Saved entries
══════

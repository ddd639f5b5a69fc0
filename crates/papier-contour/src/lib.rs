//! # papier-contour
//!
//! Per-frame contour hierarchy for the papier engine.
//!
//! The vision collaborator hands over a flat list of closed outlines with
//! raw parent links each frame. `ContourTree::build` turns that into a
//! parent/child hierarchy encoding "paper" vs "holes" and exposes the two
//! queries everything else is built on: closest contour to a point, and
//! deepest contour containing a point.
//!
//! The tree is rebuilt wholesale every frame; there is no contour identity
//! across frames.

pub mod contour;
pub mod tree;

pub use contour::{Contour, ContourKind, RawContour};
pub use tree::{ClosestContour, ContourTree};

══════

Restate each record above word for word.

repository ddd639f5b5a69fc0
filename crates/papier-contour/src/lib.rs
//! # papier-contour
//!
//! Per-frame contour hierarchy for the papier engine.
//!
//! The vision collaborator hands over a flat list of closed outlines with
//! raw parent links each frame. `ContourTree::build` turns that into a
//! parent/child hierarchy encoding "paper" vs "holes" and exposes the two
//! queries everything else is built on: closest contour to a point, and
//! deepest contour containing a point.
//!
//! The tree is rebuilt wholesale every frame; there is no contour identity
//! across frames.

pub mod contour;
pub mod tree;

pub use contour::{Contour, ContourKind, RawContour};
pub use tree::{ClosestContour, ContourTree};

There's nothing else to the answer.